[Stored data entries]

== Segment start ==

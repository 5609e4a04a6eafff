//! Session phase machine.
//!
//! Every phase change in the crate goes through [`next_phase`], so the
//! table below is the complete set of legal edges.
//!
//! | operation      | from             | to        |
//! |----------------|------------------|-----------|
//! | `StartRun`     | idle             | rolling   |
//! | `StartRound`   | any              | locked    |
//! | `Reroll`       | locked           | locked    |
//! | `EndRound`     | locked, summary  | summary   |
//! | `LockIn`       | locked           | locked    |
//! | `SubmitSummary`| summary          | summary   |
//! | `ResetRun`     | summary          | idle      |

use std::fmt;

use serde::{Deserialize, Serialize};

use crate::errors::domain::{DomainError, ValidationKind};

/// Overall session progression phases.
#[derive(Debug, Clone, Copy, PartialEq, Eq, Hash, Default, Serialize, Deserialize)]
#[serde(rename_all = "lowercase")]
pub enum Phase {
    /// No run in progress.
    #[default]
    Idle,
    /// Run started, resources dealt, waiting for the first round.
    Rolling,
    /// Roles assigned; participants lock in.
    Locked,
    /// Outcome recorded; participants report their summaries.
    Summary,
}

impl Phase {
    pub const fn as_str(self) -> &'static str {
        match self {
            Phase::Idle => "idle",
            Phase::Rolling => "rolling",
            Phase::Locked => "locked",
            Phase::Summary => "summary",
        }
    }
}

impl fmt::Display for Phase {
    fn fmt(&self, f: &mut fmt::Formatter<'_>) -> fmt::Result {
        f.write_str(self.as_str())
    }
}

/// Operations that are gated by the current phase.
#[derive(Debug, Clone, Copy, PartialEq, Eq)]
pub enum PhaseOperation {
    StartRun,
    StartRound,
    Reroll,
    EndRound,
    LockIn,
    SubmitSummary,
    ResetRun,
}

impl PhaseOperation {
    pub const fn as_str(self) -> &'static str {
        match self {
            PhaseOperation::StartRun => "start_run",
            PhaseOperation::StartRound => "start_round",
            PhaseOperation::Reroll => "reroll",
            PhaseOperation::EndRound => "end_round",
            PhaseOperation::LockIn => "lock_in",
            PhaseOperation::SubmitSummary => "submit_summary",
            PhaseOperation::ResetRun => "reset_run",
        }
    }
}

impl fmt::Display for PhaseOperation {
    fn fmt(&self, f: &mut fmt::Formatter<'_>) -> fmt::Result {
        f.write_str(self.as_str())
    }
}

/// Resolve the phase reached by applying `op` in `current`.
pub fn next_phase(current: Phase, op: PhaseOperation) -> Result<Phase, DomainError> {
    let next = match (op, current) {
        (PhaseOperation::StartRun, Phase::Idle) => Some(Phase::Rolling),
        (PhaseOperation::StartRound, _) => Some(Phase::Locked),
        (PhaseOperation::Reroll, Phase::Locked) => Some(Phase::Locked),
        (PhaseOperation::EndRound, Phase::Locked | Phase::Summary) => Some(Phase::Summary),
        (PhaseOperation::LockIn, Phase::Locked) => Some(Phase::Locked),
        (PhaseOperation::SubmitSummary, Phase::Summary) => Some(Phase::Summary),
        (PhaseOperation::ResetRun, Phase::Summary) => Some(Phase::Idle),
        _ => None,
    };

    next.ok_or_else(|| {
        DomainError::validation(
            ValidationKind::PhaseMismatch,
            format!("{op} is not allowed while the session is {current}"),
        )
    })
}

== Segment end ==

## Task directions:
In the records above, find each line with the word "StartRun" and copy it out.

## Response to the task:
//! | `StartRun`     | idle             | rolling   |
    StartRun,
            PhaseOperation::StartRun => "start_run",
        (PhaseOperation::StartRun, Phase::Idle) => Some(Phase::Rolling),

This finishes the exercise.